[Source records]
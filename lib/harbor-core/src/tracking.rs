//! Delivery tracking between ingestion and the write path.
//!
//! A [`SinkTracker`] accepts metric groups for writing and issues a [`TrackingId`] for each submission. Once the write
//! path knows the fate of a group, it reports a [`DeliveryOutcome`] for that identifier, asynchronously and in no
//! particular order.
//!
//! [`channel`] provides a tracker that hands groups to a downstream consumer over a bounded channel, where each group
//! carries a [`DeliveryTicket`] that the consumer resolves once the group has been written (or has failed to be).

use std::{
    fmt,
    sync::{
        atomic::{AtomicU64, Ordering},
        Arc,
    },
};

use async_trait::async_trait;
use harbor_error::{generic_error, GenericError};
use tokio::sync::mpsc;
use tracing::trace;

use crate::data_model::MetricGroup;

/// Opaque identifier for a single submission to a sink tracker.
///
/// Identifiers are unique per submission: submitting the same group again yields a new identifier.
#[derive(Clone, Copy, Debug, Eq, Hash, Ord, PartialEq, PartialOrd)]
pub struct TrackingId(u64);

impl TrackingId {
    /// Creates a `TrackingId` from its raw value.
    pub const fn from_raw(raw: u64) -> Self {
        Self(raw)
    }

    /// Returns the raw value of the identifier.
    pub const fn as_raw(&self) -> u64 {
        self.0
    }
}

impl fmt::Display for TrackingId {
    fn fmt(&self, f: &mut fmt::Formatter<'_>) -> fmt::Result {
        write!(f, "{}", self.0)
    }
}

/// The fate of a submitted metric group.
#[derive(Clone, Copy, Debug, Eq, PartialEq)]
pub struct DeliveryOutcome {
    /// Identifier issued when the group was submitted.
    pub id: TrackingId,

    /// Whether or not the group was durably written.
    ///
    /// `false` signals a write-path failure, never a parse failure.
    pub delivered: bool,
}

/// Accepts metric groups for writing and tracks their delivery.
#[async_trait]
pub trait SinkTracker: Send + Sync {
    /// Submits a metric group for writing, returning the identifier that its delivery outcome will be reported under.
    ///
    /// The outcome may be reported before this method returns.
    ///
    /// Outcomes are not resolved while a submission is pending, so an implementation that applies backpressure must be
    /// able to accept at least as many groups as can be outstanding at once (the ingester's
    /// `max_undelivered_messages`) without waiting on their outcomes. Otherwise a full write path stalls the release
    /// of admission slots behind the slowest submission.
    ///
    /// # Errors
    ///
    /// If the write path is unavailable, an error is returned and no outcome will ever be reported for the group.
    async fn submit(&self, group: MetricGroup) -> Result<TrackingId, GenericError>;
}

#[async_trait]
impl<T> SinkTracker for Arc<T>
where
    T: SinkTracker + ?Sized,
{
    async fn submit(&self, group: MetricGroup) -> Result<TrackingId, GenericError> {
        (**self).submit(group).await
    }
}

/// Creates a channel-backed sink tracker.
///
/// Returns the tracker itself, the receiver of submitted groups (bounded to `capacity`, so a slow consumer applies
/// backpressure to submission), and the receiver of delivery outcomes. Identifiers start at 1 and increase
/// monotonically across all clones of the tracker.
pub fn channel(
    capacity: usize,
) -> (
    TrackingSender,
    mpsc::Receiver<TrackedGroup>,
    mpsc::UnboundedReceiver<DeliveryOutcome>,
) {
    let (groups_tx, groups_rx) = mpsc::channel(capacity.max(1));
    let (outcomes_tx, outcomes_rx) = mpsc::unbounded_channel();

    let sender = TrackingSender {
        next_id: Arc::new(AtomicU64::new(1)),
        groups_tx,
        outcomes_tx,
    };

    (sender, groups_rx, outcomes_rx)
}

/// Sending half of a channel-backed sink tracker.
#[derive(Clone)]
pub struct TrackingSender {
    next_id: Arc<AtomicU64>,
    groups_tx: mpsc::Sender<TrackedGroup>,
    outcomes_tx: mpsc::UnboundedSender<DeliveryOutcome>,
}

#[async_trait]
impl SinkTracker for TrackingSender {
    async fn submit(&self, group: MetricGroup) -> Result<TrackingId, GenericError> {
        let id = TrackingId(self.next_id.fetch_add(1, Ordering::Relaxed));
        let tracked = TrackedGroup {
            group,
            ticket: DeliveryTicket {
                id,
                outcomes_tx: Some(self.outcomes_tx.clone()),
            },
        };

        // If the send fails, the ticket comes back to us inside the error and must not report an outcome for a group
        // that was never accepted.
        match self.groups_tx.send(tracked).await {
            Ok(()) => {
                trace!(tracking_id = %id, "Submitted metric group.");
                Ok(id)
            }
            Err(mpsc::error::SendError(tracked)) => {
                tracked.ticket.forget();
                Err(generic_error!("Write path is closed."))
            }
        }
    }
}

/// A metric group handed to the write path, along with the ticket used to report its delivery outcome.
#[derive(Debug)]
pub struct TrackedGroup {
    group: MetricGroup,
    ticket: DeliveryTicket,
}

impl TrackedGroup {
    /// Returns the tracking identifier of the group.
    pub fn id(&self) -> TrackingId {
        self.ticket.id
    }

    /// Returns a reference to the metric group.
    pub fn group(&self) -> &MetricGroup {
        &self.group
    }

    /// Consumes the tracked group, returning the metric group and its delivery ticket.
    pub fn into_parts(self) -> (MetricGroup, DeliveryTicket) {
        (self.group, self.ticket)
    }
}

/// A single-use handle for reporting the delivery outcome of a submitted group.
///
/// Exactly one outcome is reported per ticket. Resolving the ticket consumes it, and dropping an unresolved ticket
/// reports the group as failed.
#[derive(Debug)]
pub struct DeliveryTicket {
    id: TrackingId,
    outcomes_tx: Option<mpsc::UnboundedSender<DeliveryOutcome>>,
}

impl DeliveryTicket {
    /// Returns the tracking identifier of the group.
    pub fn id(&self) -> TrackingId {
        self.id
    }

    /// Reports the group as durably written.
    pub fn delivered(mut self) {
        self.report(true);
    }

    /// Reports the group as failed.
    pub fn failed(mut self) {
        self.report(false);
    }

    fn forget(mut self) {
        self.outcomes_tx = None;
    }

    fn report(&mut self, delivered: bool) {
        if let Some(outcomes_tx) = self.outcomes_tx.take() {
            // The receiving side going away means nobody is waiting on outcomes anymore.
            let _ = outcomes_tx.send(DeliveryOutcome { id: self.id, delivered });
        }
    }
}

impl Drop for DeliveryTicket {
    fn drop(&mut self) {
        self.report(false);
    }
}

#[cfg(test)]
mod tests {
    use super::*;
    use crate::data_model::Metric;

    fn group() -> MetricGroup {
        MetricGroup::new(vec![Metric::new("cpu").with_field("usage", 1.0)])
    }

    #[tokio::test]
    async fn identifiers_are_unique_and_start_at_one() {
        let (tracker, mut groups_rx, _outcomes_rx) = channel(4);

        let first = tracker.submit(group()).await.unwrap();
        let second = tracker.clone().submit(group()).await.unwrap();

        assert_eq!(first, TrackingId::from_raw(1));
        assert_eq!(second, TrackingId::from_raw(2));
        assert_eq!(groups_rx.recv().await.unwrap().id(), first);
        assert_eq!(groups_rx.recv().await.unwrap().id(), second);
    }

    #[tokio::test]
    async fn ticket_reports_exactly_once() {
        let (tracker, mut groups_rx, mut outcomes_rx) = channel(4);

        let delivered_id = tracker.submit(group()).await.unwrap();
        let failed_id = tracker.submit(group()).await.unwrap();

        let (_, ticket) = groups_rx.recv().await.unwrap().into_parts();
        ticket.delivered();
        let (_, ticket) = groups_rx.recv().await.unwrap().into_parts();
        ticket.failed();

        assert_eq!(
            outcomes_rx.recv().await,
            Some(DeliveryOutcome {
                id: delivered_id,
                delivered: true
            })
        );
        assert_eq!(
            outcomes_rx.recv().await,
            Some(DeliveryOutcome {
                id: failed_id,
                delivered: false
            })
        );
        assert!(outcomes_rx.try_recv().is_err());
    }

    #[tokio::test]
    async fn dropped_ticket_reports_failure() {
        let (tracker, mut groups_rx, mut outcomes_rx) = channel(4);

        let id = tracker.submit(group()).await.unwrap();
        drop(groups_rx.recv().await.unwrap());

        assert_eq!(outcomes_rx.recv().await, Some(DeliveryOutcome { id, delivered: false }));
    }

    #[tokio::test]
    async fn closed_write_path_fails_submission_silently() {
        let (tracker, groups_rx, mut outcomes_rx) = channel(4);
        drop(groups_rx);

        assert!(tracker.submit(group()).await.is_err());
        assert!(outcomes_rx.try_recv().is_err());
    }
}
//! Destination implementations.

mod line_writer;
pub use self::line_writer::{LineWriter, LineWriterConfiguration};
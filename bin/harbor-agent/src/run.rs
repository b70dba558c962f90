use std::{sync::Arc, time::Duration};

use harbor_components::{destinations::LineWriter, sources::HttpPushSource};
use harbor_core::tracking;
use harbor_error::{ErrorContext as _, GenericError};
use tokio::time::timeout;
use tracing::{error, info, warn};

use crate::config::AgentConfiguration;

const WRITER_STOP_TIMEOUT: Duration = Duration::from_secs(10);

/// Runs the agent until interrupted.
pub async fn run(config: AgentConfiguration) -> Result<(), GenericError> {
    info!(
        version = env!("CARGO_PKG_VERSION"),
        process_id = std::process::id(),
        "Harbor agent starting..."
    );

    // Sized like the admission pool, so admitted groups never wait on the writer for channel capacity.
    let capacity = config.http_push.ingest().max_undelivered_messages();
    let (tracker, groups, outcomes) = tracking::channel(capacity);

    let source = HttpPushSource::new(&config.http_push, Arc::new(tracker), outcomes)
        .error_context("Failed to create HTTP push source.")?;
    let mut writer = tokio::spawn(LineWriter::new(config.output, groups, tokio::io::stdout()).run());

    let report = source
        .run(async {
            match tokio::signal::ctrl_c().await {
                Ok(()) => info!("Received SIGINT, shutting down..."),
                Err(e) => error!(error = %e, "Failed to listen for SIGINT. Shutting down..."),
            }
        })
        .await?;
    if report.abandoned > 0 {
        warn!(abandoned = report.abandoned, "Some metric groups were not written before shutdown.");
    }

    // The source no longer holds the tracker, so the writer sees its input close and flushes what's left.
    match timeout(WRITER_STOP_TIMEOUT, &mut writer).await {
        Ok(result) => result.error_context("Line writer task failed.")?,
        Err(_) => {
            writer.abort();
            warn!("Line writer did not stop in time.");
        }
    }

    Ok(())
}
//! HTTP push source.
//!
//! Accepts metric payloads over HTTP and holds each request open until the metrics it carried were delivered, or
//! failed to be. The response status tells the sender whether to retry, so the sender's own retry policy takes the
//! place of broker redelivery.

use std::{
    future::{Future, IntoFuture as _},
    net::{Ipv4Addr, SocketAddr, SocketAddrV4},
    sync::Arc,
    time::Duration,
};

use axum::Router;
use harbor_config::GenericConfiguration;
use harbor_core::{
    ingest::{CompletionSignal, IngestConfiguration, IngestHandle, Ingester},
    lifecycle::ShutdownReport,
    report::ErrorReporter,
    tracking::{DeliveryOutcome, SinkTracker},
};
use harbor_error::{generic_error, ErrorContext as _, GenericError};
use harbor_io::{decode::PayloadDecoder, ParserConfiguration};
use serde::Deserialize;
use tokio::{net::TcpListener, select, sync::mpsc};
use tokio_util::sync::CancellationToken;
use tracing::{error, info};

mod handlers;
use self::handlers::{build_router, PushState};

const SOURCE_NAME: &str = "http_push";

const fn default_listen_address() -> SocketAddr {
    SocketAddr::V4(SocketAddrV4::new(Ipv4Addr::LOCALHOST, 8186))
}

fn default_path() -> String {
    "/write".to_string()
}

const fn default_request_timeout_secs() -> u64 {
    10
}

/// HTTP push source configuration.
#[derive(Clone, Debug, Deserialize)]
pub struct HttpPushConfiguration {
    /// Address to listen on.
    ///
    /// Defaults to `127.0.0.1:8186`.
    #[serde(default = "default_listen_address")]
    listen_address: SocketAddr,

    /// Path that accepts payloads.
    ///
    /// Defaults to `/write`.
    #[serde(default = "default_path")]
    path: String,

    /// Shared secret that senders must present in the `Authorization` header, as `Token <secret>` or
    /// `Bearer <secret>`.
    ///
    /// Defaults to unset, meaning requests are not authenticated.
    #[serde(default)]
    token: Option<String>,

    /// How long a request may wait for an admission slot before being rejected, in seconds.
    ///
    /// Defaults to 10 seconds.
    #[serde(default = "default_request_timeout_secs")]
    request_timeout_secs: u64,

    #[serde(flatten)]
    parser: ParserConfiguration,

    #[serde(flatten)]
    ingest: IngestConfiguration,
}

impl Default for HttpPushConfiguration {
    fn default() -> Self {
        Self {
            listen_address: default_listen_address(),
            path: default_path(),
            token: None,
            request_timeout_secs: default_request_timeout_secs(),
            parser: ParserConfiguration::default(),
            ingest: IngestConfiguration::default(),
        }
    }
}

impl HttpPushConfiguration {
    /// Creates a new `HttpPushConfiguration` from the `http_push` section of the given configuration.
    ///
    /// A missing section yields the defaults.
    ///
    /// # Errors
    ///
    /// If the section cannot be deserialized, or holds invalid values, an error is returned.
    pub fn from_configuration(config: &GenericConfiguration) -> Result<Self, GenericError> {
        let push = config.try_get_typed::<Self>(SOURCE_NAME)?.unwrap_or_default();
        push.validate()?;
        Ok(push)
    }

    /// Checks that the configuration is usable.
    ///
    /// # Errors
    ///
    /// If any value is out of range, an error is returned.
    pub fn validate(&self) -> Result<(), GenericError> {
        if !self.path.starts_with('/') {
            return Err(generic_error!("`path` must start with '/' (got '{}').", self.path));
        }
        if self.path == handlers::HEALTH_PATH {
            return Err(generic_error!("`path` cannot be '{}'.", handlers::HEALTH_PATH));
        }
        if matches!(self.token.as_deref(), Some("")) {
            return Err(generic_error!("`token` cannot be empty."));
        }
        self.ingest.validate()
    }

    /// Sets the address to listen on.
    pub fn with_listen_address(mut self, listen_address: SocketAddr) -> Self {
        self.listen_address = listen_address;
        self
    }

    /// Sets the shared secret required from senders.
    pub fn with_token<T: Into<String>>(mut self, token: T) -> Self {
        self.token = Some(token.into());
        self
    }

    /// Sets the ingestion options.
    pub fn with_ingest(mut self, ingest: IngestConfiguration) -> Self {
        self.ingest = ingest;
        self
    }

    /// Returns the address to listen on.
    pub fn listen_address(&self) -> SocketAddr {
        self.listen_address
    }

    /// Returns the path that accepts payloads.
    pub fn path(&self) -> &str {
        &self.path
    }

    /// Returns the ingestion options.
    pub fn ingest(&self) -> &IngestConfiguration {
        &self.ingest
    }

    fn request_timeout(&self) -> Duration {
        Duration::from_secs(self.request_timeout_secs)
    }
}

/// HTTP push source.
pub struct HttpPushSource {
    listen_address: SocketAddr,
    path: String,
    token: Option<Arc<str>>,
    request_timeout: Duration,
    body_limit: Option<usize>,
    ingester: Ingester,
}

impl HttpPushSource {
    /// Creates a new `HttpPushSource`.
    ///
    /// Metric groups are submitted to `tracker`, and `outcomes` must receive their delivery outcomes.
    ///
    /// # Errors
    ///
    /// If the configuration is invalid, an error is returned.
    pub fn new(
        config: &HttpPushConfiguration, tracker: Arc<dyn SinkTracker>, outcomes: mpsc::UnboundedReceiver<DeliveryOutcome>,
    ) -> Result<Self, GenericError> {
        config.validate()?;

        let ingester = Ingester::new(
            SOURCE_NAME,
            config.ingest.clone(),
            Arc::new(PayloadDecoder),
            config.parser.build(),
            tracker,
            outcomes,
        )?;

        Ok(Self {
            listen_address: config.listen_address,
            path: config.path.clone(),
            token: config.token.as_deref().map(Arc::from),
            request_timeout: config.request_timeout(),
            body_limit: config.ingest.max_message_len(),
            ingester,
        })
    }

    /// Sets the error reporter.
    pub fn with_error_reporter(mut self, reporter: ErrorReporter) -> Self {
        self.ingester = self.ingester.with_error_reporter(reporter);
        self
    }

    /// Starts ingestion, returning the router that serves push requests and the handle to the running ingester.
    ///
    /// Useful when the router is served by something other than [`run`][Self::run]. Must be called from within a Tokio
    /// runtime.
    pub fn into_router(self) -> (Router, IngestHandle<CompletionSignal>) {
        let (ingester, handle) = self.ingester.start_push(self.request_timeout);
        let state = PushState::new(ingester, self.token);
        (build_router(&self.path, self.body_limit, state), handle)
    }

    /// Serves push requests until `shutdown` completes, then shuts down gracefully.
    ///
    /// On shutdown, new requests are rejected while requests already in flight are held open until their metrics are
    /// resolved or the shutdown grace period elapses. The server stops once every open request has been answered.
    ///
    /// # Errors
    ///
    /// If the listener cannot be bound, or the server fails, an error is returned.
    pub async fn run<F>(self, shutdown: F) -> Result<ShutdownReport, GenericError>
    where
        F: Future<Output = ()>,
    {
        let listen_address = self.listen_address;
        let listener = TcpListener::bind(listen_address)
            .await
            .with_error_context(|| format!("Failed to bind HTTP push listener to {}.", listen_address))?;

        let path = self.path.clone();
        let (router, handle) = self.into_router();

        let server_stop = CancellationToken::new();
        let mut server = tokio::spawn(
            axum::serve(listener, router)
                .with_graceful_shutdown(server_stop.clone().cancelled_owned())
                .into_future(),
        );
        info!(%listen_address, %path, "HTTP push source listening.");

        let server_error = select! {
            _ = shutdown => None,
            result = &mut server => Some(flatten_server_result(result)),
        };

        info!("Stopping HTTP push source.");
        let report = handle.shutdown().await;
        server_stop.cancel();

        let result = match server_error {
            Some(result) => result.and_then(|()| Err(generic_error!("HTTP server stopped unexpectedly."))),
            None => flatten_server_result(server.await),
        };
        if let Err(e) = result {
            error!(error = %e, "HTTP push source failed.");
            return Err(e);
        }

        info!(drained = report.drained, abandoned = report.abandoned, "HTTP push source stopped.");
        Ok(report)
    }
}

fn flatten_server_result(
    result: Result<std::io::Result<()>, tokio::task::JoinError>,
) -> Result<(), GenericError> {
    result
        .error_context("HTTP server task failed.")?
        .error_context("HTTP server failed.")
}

■ **WORK REQUEST**
Please return exactly the lines from the opening line of the data above through the line with "impl fmt::Display for", both included and nothing else.

■ **SOLUTION TO THIS EXERCISE**
filename lib/harbor-core/src/tracking.rs
//! Delivery tracking between ingestion and the write path.
//!
//! A [`SinkTracker`] accepts metric groups for writing and issues a [`TrackingId`] for each submission. Once the write
//! path knows the fate of a group, it reports a [`DeliveryOutcome`] for that identifier, asynchronously and in no
//! particular order.
//!
//! [`channel`] provides a tracker that hands groups to a downstream consumer over a bounded channel, where each group
//! carries a [`DeliveryTicket`] that the consumer resolves once the group has been written (or has failed to be).

use std::{
    fmt,
    sync::{
        atomic::{AtomicU64, Ordering},
        Arc,
    },
};

use async_trait::async_trait;
use harbor_error::{generic_error, GenericError};
use tokio::sync::mpsc;
use tracing::trace;

use crate::data_model::MetricGroup;

/// Opaque identifier for a single submission to a sink tracker.
///
/// Identifiers are unique per submission: submitting the same group again yields a new identifier.
#[derive(Clone, Copy, Debug, Eq, Hash, Ord, PartialEq, PartialOrd)]
pub struct TrackingId(u64);

impl TrackingId {
    /// Creates a `TrackingId` from its raw value.
    pub const fn from_raw(raw: u64) -> Self {
        Self(raw)
    }

    /// Returns the raw value of the identifier.
    pub const fn as_raw(&self) -> u64 {
        self.0
    }
}

impl fmt::Display for TrackingId {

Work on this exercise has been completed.